Le principe de précaution n’est pas un principe d’anxiété (éditorial du Monde du 21 avril), il permet au contraire de lutter contre les dérives de notre société thermo-industrielle. Cet éditorial préfère assimiler mesures de précaution et société régressive, diabolisant le principe de précaution. Nous nous rappelons encore les résistances des « spécialistes » avant même les débats parlementaires de 2005 sur sa constitutionnalisation en 2005. Selon l’Académie des sciences morales, ce projet « aurait des conséquences scientifiques, industrielles et même politiques puisqu’il irait à l’encontre des principes qui fondent notre démocratie représentative » ?? Les Académies des sciences et de médecine craignaient que l’inscription de ce principe dans la Constitution n’ait des conséquences « désastreuses », et même le quotidien LeMonde traitait dans un éditorial du 26 avril 2004 le principe de précaution de principe de frilosité. De son côté, le Medef avait réaffirmé son opposition sous prétexte d’un effet dissuasif sur la recherche et l’innovation. Nous nous rappelons aussi avec quelle condescendance Jean Yves Nau traitait le principe de précaution « d’indéfinissable » alors qu’il s’interrogeait dans LeMonde du 13 août 2007 sur la problématique de l’effet à long terme des faibles doses (radiations nucléaires, ondes électromagnétiques, taurine dans le Red Bull…). Nous nous rappelons encore les propos de Baverez prônant une « bonne » écologie qui « se démarque d’une conception absolutiste du principe de précaution pour se réconcilier avec la science et le progrès. » (Les Echos du 16 octobre 2007). Nous nous rappelons particulièrement la diatribe du professeur Michel Godet contre les « Khmers verts pour qui la disparition de l’homme blanc occidental serait une bonne nouvelle » et sa conclusion : « Si on appliquait le principe de précaution, on ne ferait pas d’enfants ! » (LeMonde du 13 décembre 2007).

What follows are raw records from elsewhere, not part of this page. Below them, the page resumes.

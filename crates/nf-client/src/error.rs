use thiserror::Error;

#[derive(Debug, Clone, PartialEq, Eq, Error)]
pub enum ClientError {
    /// Non-2xx response, unusable body or transport failure. The message is
    /// meant to be shown to the user as-is.
    #[error("{0}")]
    RequestFailed(String),

    /// Superseded by a newer request from the same owner. Never surfaced.
    #[error("request canceled")]
    Canceled,
}

impl From<reqwest::Error> for ClientError {
    fn from(e: reqwest::Error) -> Self {
        Self::RequestFailed(format!("Network error: {}", e))
    }
}
//! Text rendering for the feed, its footer and the navigation bar.

use chrono::{DateTime, NaiveDate, NaiveDateTime, Utc};

use nf_types::Post;

use crate::guard::Route;
use crate::pager::FeedSnapshot;
use crate::session::SessionState;

pub const BRAND: &str = "NewsFeed";
pub const LOADING_TEXT: &str = "Loading…";
pub const END_TEXT: &str = "You've reached the end.";
pub const EMPTY_TEXT: &str = "Your feed is empty — follow some users to start seeing posts.";
pub const INVALID_DATE: &str = "Invalid Date";

const DAYS_PER_MONTH: f64 = 365.25 / 12.0;

fn parse_timestamp(raw: &str) -> Option<DateTime<Utc>> {
    let raw = raw.trim();
    if let Ok(dt) = DateTime::parse_from_rfc3339(raw) {
        return Some(dt.with_timezone(&Utc));
    }
    for fmt in ["%Y-%m-%dT%H:%M:%S%.f", "%Y-%m-%d %H:%M:%S%.f"] {
        if let Ok(naive) = NaiveDateTime::parse_from_str(raw, fmt) {
            return Some(naive.and_utc());
        }
    }
    NaiveDate::parse_from_str(raw, "%Y-%m-%d")
        .ok()
        .and_then(|d| d.and_hms_opt(0, 0, 0))
        .map(|naive| naive.and_utc())
}

/// "a few seconds ago", "5 minutes ago", "in 2 hours", ...
///
/// Bucket edges follow the usual humanized thresholds: up to 44s, 89s,
/// 44min, 89min, 21h, 35h, 25d, 45d, 10 months, 17 months, then years.
/// Timestamps without an offset are read as UTC.
pub fn relative_time(created_at: &str, now: DateTime<Utc>) -> String {
    let Some(at) = parse_timestamp(created_at) else {
        return INVALID_DATE.to_string();
    };
    let delta_ms = (at - now).num_milliseconds();
    let phrase = humanize(delta_ms.unsigned_abs() as f64 / 1000.0);
    if delta_ms > 0 {
        format!("in {}", phrase)
    } else {
        format!("{} ago", phrase)
    }
}

fn humanize(secs: f64) -> String {
    let seconds = secs.round();
    if seconds <= 44.0 {
        return "a few seconds".into();
    }
    if seconds <= 89.0 {
        return "a minute".into();
    }
    let minutes = (secs / 60.0).round();
    if minutes <= 44.0 {
        return format!("{} minutes", minutes);
    }
    if minutes <= 89.0 {
        return "an hour".into();
    }
    let hours = (secs / 3600.0).round();
    if hours <= 21.0 {
        return format!("{} hours", hours);
    }
    if hours <= 35.0 {
        return "a day".into();
    }
    let days_exact = secs / 86_400.0;
    let days = days_exact.round();
    if days <= 25.0 {
        return format!("{} days", days);
    }
    if days <= 45.0 {
        return "a month".into();
    }
    let months = (days_exact / DAYS_PER_MONTH).round();
    if months <= 10.0 {
        return format!("{} months", months);
    }
    if months <= 17.0 {
        return "a year".into();
    }
    let years = (days_exact / (DAYS_PER_MONTH * 12.0)).round();
    format!("{} years", years)
}

/// One feed entry: header line, then the content.
pub fn render_post(post: &Post, now: DateTime<Utc>) -> String {
    format!(
        "User #{} · {}\n{}",
        post.author_id,
        relative_time(&post.created_at, now),
        post.content
    )
}

/// Status line under the list, if any.
pub fn footer(snapshot: &FeedSnapshot) -> Option<String> {
    if snapshot.loading {
        Some(LOADING_TEXT.to_string())
    } else if let Some(error) = &snapshot.error {
        Some(error.clone())
    } else if snapshot.is_empty_feed() {
        Some(EMPTY_TEXT.to_string())
    } else if snapshot.at_end {
        Some(END_TEXT.to_string())
    } else {
        None
    }
}

#[derive(Debug, Clone, PartialEq, Eq)]
pub struct NavLink {
    pub label: &'static str,
    pub route: Route,
    pub active: bool,
}

#[derive(Debug, Clone, PartialEq, Eq)]
pub struct Navbar {
    pub brand: &'static str,
    pub brand_target: Route,
    pub links: Vec<NavLink>,
    /// Name and uppercase initial, when known.
    pub user: Option<(String, String)>,
    pub show_logout: bool,
}

pub fn navbar(session: &SessionState, current: Route) -> Navbar {
    let link = |label, route: Route| NavLink {
        label,
        route,
        active: route == current,
    };

    if session.is_signed_in() {
        let user = session.username.as_ref().map(|name| {
            let initial = name
                .chars()
                .next()
                .map(|c| c.to_uppercase().collect::<String>())
                .unwrap_or_default();
            (name.clone(), initial)
        });
        Navbar {
            brand: BRAND,
            brand_target: Route::Feed,
            links: vec![link("Feed", Route::Feed), link("People", Route::People)],
            user,
            show_logout: true,
        }
    } else {
        Navbar {
            brand: BRAND,
            brand_target: Route::Login,
            links: vec![link("Login", Route::Login), link("Sign Up", Route::Register)],
            user: None,
            show_logout: false,
        }
    }
}

impl Navbar {
    pub fn render(&self) -> String {
        let mut parts = vec![self.brand.to_string()];
        for link in &self.links {
            if link.active {
                parts.push(format!("[{}]", link.label));
            } else {
                parts.push(link.label.to_string());
            }
        }
        if let Some((name, initial)) = &self.user {
            parts.push(format!("({}) {}", initial, name));
        }
        if self.show_logout {
            parts.push("Logout".to_string());
        }
        parts.join(" | ")
    }
}

#[cfg(test)]
mod tests {
    use super::*;
    use crate::pager::Phase;
    use chrono::TimeZone;

    fn now() -> DateTime<Utc> {
        Utc.with_ymd_and_hms(2024, 6, 15, 12, 0, 0).unwrap()
    }

    fn ago(secs: i64) -> String {
        let at = now() - chrono::Duration::seconds(secs);
        relative_time(&at.to_rfc3339(), now())
    }

    #[test]
    fn test_relative_time_buckets() {
        assert_eq!(ago(0), "a few seconds ago");
        assert_eq!(ago(44), "a few seconds ago");
        assert_eq!(ago(45), "a minute ago");
        assert_eq!(ago(90), "2 minutes ago");
        assert_eq!(ago(5 * 60), "5 minutes ago");
        assert_eq!(ago(45 * 60), "an hour ago");
        assert_eq!(ago(3 * 3600), "3 hours ago");
        assert_eq!(ago(22 * 3600), "a day ago");
        assert_eq!(ago(3 * 86_400), "3 days ago");
        assert_eq!(ago(30 * 86_400), "a month ago");
        assert_eq!(ago(90 * 86_400), "3 months ago");
        assert_eq!(ago(400 * 86_400), "a year ago");
        assert_eq!(ago(3 * 365 * 86_400), "3 years ago");
    }

    #[test]
    fn test_relative_time_future() {
        assert_eq!(ago(-2 * 3600), "in 2 hours");
    }

    #[test]
    fn test_relative_time_formats() {
        assert_eq!(relative_time("2024-06-15 11:55:00", now()), "5 minutes ago");
        assert_eq!(relative_time("2024-06-15T11:00:00.000Z", now()), "an hour ago");
        assert_eq!(relative_time("2024-06-12", now()), "4 days ago");
        assert_eq!(relative_time("yesterday", now()), "Invalid Date");
        assert_eq!(relative_time("", now()), "Invalid Date");
    }

    #[test]
    fn test_render_post() {
        let post = Post {
            id: 1,
            author_id: 7,
            content: "hello".into(),
            created_at: "2024-06-15T11:59:30Z".into(),
        };
        assert_eq!(render_post(&post, now()), "User #7 · a few seconds ago\nhello");
    }

    #[test]
    fn test_footer() {
        let mut snap = FeedSnapshot::default();
        assert_eq!(footer(&snap).as_deref(), Some(EMPTY_TEXT));

        snap.loading = true;
        assert_eq!(footer(&snap).as_deref(), Some("Loading…"));

        snap.loading = false;
        snap.error = Some("boom".into());
        snap.phase = Phase::Failed;
        assert_eq!(footer(&snap).as_deref(), Some("boom"));

        snap.error = None;
        snap.posts.push(Post {
            id: 1,
            author_id: 1,
            content: "x".into(),
            created_at: "2024-06-15T11:59:30Z".into(),
        });
        assert_eq!(footer(&snap), None);
        snap.at_end = true;
        assert_eq!(footer(&snap).as_deref(), Some(END_TEXT));
    }

    #[test]
    fn test_navbar_signed_in() {
        let session = SessionState {
            token: Some("T".into()),
            username: Some("alice".into()),
        };
        let bar = navbar(&session, Route::People);
        assert_eq!(bar.brand_target, Route::Feed);
        assert_eq!(bar.user, Some(("alice".to_string(), "A".to_string())));
        assert_eq!(bar.render(), "NewsFeed | Feed | [People] | (A) alice | Logout");
    }

    #[test]
    fn test_navbar_signed_out() {
        let bar = navbar(&SessionState::default(), Route::Login);
        assert_eq!(bar.brand_target, Route::Login);
        assert!(!bar.show_logout);
        assert_eq!(bar.render(), "NewsFeed | [Login] | Sign Up");
    }
}
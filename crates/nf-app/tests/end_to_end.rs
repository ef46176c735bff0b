use std::sync::Arc;
use std::time::Duration;

use nf_app::follow::FollowPanel;
use nf_app::{AuthSession, History, PagerConfig, Route, ViewportEvent, spawn_pager};
use nf_client::ApiClient;
use nf_store::{Database, TokenStore};
use nf_testkit::MockBackend;
use nf_types::SystemClock;

#[tokio::test]
async fn test_sign_up_follow_and_scroll_to_end() {
    let backend = MockBackend::spawn().await.unwrap();
    let bob = backend.seed_user("bob", "secret1");
    for i in 0..15 {
        backend.seed_post(bob, &format!("bob says {}", i), &format!("2024-03-01T10:{:02}:00Z", i));
    }

    let api = Arc::new(ApiClient::new(backend.base_url.clone()));
    let store = Arc::new(Database::open_in_memory().unwrap());
    let session = AuthSession::new(api.clone(), TokenStore::new(store.clone()));

    let mut history = History::new(Route::Feed);
    assert_eq!(history.settle(&session.snapshot()), Route::Login);

    session.register("alice", "secret1").await.unwrap();
    assert_eq!(history.navigate(&session.snapshot(), Route::People), Route::People);
    let token = session.token().unwrap();

    let mut panel = FollowPanel::new();
    panel.set_input(bob.to_string());
    panel.follow(api.as_ref(), &token).await.unwrap();
    assert!(panel.following.contains(&bob));

    let mut pager = spawn_pager(
        api.clone(),
        Arc::new(SystemClock),
        PagerConfig::default(),
        session.subscribe(),
    );
    let first = tokio::time::timeout(Duration::from_secs(5), pager.wait_for(|s| s.posts.len() == 10 && !s.loading))
        .await
        .unwrap()
        .unwrap();
    assert_eq!(first.posts[0].content, "bob says 14");
    assert!(first.posts.iter().all(|p| p.author_id == bob));

    pager.viewport(ViewportEvent::Sentinel { distance_px: 0 });
    let last = tokio::time::timeout(Duration::from_secs(5), pager.wait_for(|s| s.at_end))
        .await
        .unwrap()
        .unwrap();
    assert_eq!(last.posts.len(), 15);
    assert_eq!(last.posts[14].content, "bob says 0");
    assert_eq!(backend.feed_requests(), 3);

    session.logout();
    let cleared = tokio::time::timeout(Duration::from_secs(5), pager.wait_for(|s| s.posts.is_empty()))
        .await
        .unwrap()
        .unwrap();
    assert!(cleared.is_empty_feed());
    assert_eq!(history.settle(&session.snapshot()), Route::Login);

    pager.shutdown().await;
}

#[tokio::test]
async fn test_persisted_token_survives_new_session() {
    let backend = MockBackend::spawn().await.unwrap();
    let api = Arc::new(ApiClient::new(backend.base_url.clone()));
    let store = Arc::new(Database::open_in_memory().unwrap());

    let first = AuthSession::new(api.clone(), TokenStore::new(store.clone()));
    first.register("alice", "secret1").await.unwrap();
    let token = first.token();

    let second = AuthSession::new(api, TokenStore::new(store));
    assert_eq!(second.token(), token);
    assert_eq!(second.username(), None);
}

Nous sommes en 2010 et le principe de précaution est entré dans les mœurs. Les « spécialistes » au service de l’économie dominante se font moins virulents. Le complexe agro-chimico-industriel n’avait jamais voulu appliquer le principe de précaution, certaines personnes en ont déjà payé le prix : effets du distilbène, de l’amiante, de la maladie de Creutzfeld-Jacob… Nous avons dorénavant compris qu’avec le principe de précaution, il s’agit de « mettre les avancées scientifiques et technologiques au service des hommes et de la planète. Le mérite du principe de précaution est de permettre de faire des choix collectifs, à travers l’arbitrage des choix politiques, qui subordonnent l’acceptabilité des risques, inséparables du développement de la science, à l’utilité des innovations et à la légitimité de leur utilisation » (article 4 de la Déclaration de principes  du parti socialiste, 2008). Il ne s’agit pas seulement de s’interroger sur le degré d’innocuité sanitaire d’une technique ou d’une pratique, il s’agit de savoir si la société qui en résulte est viable ou non, raisonnable ou non. Le tourisme par avion fait-il le bonheur ? Aller marcher quinze jours en Ethiopie, est-ce raisonnable ? La liberté de déplacement vaut-elle une forte émission de gaz à effet de serre ? Tous les gens éclairés savent que la réponse ne peut être que négative.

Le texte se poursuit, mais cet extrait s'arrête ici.